→ WHAT YOU HAVE TO DO
In the listing below, the answer starts at the line that has "pub fn is_retryable(&self)" and stops after the line that has "pub const DEFAULT_BUSY_TIMEOUT_MS: u64"; please repeat that part exactly and nothing more.

── DATASET RECORDS ──

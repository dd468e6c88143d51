use crate::cli::parser::Commands;
use crate::config::Config;
use crate::config::migrate::{migrate_file, missing_keys};
use crate::errors::{AppError, AppResult};
use crate::ui::messages::{error, info, success, warning};
use std::process::Command;

fn open_editor(editor: &str, path: &std::path::Path) -> bool {
    matches!(Command::new(editor).arg(path).status(), Ok(s) if s.success())
}

/// Handle the `config` subcommand
pub fn handle(cmd: &Commands, cfg: &Config) -> AppResult<()> {
    let Commands::Config {
        print_config,
        check,
        migrate,
        edit_config,
        editor,
    } = cmd
    else {
        return Ok(());
    };

    let path = Config::config_file();

    // ---- PRINT CONFIG ----
    if *print_config {
        let yaml = serde_yaml::to_string(cfg).map_err(|e| AppError::Config(e.to_string()))?;
        println!("📄 Current configuration:\n");
        println!("{}", yaml);
    }

    // ---- CHECK ----
    if *check {
        if !path.exists() {
            warning(format!(
                "No configuration file at {}; defaults are in use.",
                path.display()
            ));
        } else {
            let missing = missing_keys(&path)?;
            if missing.is_empty() {
                success("Configuration file is complete.");
            } else {
                warning(format!(
                    "Missing keys (defaults apply): {}. Run `fieldcheck config --migrate` to add them.",
                    missing.join(", ")
                ));
            }
        }
    }

    // ---- MIGRATE ----
    if *migrate {
        if !path.exists() {
            warning(format!(
                "No configuration file at {}; run `fieldcheck init` first.",
                path.display()
            ));
        } else {
            let added = migrate_file(&path)?;
            if added.is_empty() {
                info("Configuration file already up to date.");
            } else {
                success(format!("Added to configuration: {}", added.join(", ")));
            }
        }
    }

    // ---- EDIT CONFIG ----
    if *edit_config {
        let default_editor = std::env::var("EDITOR")
            .or_else(|_| std::env::var("VISUAL"))
            .unwrap_or_else(|_| {
                if cfg!(target_os = "windows") {
                    "notepad".to_string()
                } else {
                    "nano".to_string()
                }
            });
        let editor_to_use = editor.clone().unwrap_or_else(|| default_editor.clone());

        if open_editor(&editor_to_use, &path) {
            success(format!(
                "Configuration file edited successfully using '{}'",
                editor_to_use
            ));
        } else {
            warning(format!(
                "Editor '{}' not available, falling back to '{}'",
                editor_to_use, default_editor
            ));
            if open_editor(&default_editor, &path) {
                success(format!(
                    "Configuration file edited successfully using fallback '{}'",
                    default_editor
                ));
            } else {
                error(format!(
                    "Failed to edit configuration file using fallback '{}'",
                    default_editor
                ));
            }
        }
    }

    Ok(())
}
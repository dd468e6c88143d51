//! Unified application error type.
//! All modules (db, core, cli, utils) return AppError so that callers see one
//! taxonomy: workflow errors are recoverable and surface as "needs attention"
//! outcomes, never as process crashes.

use std::io;
use thiserror::Error;

#[derive(Error, Debug)]
pub enum AppError {
    // ---------------------------
    // IO
    // ---------------------------
    #[error("I/O error: {0}")]
    Io(#[from] io::Error),

    // ---------------------------
    // Database-related
    // ---------------------------
    #[error("Database error: {0}")]
    Db(#[from] rusqlite::Error),

    #[error("Database migration error: {0}")]
    Migration(String),

    // ---------------------------
    // Input
    // ---------------------------
    #[error("Validation error: {0}")]
    Validation(String),

    #[error("Invalid date format: {0}")]
    InvalidDate(String),

    #[error("Geometry error: {0}")]
    Geometry(String),

    #[error("Not found: {0}")]
    NotFound(String),

    // ---------------------------
    // Workflow
    // ---------------------------
    #[error("Invalid transition: {0}")]
    InvalidTransition(String),

    #[error("Worker {worker_id} already has an open attendance record today (record {record_id})")]
    DuplicateOpenRecord { worker_id: i64, record_id: i64 },

    #[error("An appeal already exists for {0}")]
    DuplicateAppeal(String),

    #[error("Not eligible for appeal: {0}")]
    NotEligibleForAppeal(String),

    #[error("Attendance record {0} is not open")]
    RecordNotOpen(i64),

    #[error("Appeal {0} has already been resolved")]
    AlreadyResolved(i64),

    #[error("Concurrent modification of {0}; reload and retry")]
    ConcurrentModification(String),

    // ---------------------------
    // Config errors
    // ---------------------------
    #[error("Configuration error: {0}")]
    Config(String),

    #[error("Failed to save configuration")]
    ConfigSave,

    // ---------------------------
    // Generic fallback
    // ---------------------------
    #[error("Internal error: {0}")]
    Other(String),
}

impl AppError {
    /// Only optimistic-concurrency failures are worth retrying with fresh state.
    pub fn is_retryable(&self) -> bool {
        matches!(self, AppError::ConcurrentModification(_))
    }
}

pub type AppResult<T> = Result<T, AppError>;
use crate::cli::parser::Cli;
use crate::config::Config;
use crate::db::initialize::init_db;
use crate::db::log::record_admin_event;
use crate::db::pool::DbPool;
use crate::errors::AppResult;
use crate::ui::messages::warning;

/// Handle the `init` command
///
/// This initializes:
///  - the config directory (if missing)
///  - the configuration file (skipped with `--test`)
///  - the SQLite database and all pending migrations
pub fn handle(cli: &Cli) -> AppResult<()> {
    let cfg = Config::init_all(cli.db.clone(), cli.test)?;
    let db_path = cfg.database.clone();

    println!("⚙️  Initializing fieldcheck…");
    if !cli.test {
        println!("📄 Config file : {}", Config::config_file().display());
    }
    println!("🗄️  Database   : {}", &db_path);

    let pool = DbPool::with_busy_timeout(&db_path, cfg.busy_timeout_ms)?;
    init_db(&pool.conn)?;

    println!("✅ Database initialized at {}", &db_path);

    if let Err(e) = record_admin_event(
        &pool.conn,
        "init",
        "Database initialized",
        &format!("Database initialized at {}", &db_path),
    ) {
        warning(format!("Failed to write internal log: {}", e));
    }

    println!("🎉 fieldcheck initialization completed!");
    Ok(())
}
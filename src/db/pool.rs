//! SQLite connection wrapper.
//!
//! Each handle owns one connection. Several handles may point at the same
//! file (one per request thread); SQLite serializes writers and the busy
//! timeout makes a blocked writer wait instead of failing immediately.

use crate::errors::AppResult;
use rusqlite::{Connection, Result, Transaction, TransactionBehavior};
use std::path::Path;
use std::time::Duration;

pub const DEFAULT_BUSY_TIMEOUT_MS: u64 = 5_000;

pub struct DbPool {
    pub conn: Connection,
}

impl DbPool {
    pub fn new(path: &str) -> Result<Self> {
        Self::with_busy_timeout(path, DEFAULT_BUSY_TIMEOUT_MS)
    }

    pub fn with_busy_timeout(path: &str, busy_timeout_ms: u64) -> Result<Self> {
        let conn = Connection::open(Path::new(path))?;
        conn.busy_timeout(Duration::from_millis(busy_timeout_ms))?;
        conn.pragma_update(None, "foreign_keys", "ON")?;
        Ok(Self { conn })
    }

    /// Run `func` as one unit of work.
    ///
    /// The transaction is opened with `BEGIN IMMEDIATE`, so the write lock is
    /// taken before the first read and a read-then-write on a record cannot
    /// interleave with another writer. `Ok` commits; `Err` rolls everything back.
    pub fn with_tx<F, T>(&mut self, func: F) -> AppResult<T>
    where
        F: FnOnce(&Transaction<'_>) -> AppResult<T>,
    {
        let tx = self
            .conn
            .transaction_with_behavior(TransactionBehavior::Immediate)?;
        let out = func(&tx)?;
        tx.commit()?;
        Ok(out)
    }
}
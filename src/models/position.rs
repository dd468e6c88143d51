use serde::{Deserialize, Serialize};

/// A bare WGS84 coordinate, used for zone vertices and reference points.
#[derive(Debug, Clone, Copy, PartialEq, Serialize, Deserialize)]
pub struct LatLng {
    pub lat: f64,
    pub lng: f64,
}

impl LatLng {
    pub fn new(lat: f64, lng: f64) -> Self {
        Self { lat, lng }
    }

    /// Finite and inside the WGS84 range.
    pub fn is_valid(&self) -> bool {
        self.lat.is_finite()
            && self.lng.is_finite()
            && (-90.0..=90.0).contains(&self.lat)
            && (-180.0..=180.0).contains(&self.lng)
    }
}

/// A position reported by a worker's device.
#[derive(Debug, Clone, Copy, PartialEq, Serialize, Deserialize)]
pub struct Position {
    pub lat: f64,
    pub lng: f64,
    /// Horizontal accuracy radius reported by the device, in meters.
    pub accuracy: f64,
}

impl Position {
    pub fn new(lat: f64, lng: f64, accuracy: f64) -> Self {
        Self { lat, lng, accuracy }
    }

    pub fn coords(&self) -> LatLng {
        LatLng::new(self.lat, self.lng)
    }
}

impl From<Position> for LatLng {
    fn from(p: Position) -> Self {
        p.coords()
    }
}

───

→ REPLY TO THE TASK
    pub fn is_retryable(&self) -> bool {
        matches!(self, AppError::ConcurrentModification(_))
    }
}

pub type AppResult<T> = Result<T, AppError>;
use crate::cli::parser::Cli;
use crate::config::Config;
use crate::db::initialize::init_db;
use crate::db::log::record_admin_event;
use crate::db::pool::DbPool;
use crate::errors::AppResult;
use crate::ui::messages::warning;

/// Handle the `init` command
///
/// This initializes:
///  - the config directory (if missing)
///  - the configuration file (skipped with `--test`)
///  - the SQLite database and all pending migrations
pub fn handle(cli: &Cli) -> AppResult<()> {
    let cfg = Config::init_all(cli.db.clone(), cli.test)?;
    let db_path = cfg.database.clone();

    println!("⚙️  Initializing fieldcheck…");
    if !cli.test {
        println!("📄 Config file : {}", Config::config_file().display());
    }
    println!("🗄️  Database   : {}", &db_path);

    let pool = DbPool::with_busy_timeout(&db_path, cfg.busy_timeout_ms)?;
    init_db(&pool.conn)?;

    println!("✅ Database initialized at {}", &db_path);

    if let Err(e) = record_admin_event(
        &pool.conn,
        "init",
        "Database initialized",
        &format!("Database initialized at {}", &db_path),
    ) {
        warning(format!("Failed to write internal log: {}", e));
    }

    println!("🎉 fieldcheck initialization completed!");
    Ok(())
}
filename src/db/pool.rs
//! SQLite connection wrapper.
//!
//! Each handle owns one connection. Several handles may point at the same
//! file (one per request thread); SQLite serializes writers and the busy
//! timeout makes a blocked writer wait instead of failing immediately.

use crate::errors::AppResult;
use rusqlite::{Connection, Result, Transaction, TransactionBehavior};
use std::path::Path;
use std::time::Duration;

pub const DEFAULT_BUSY_TIMEOUT_MS: u64 = 5_000;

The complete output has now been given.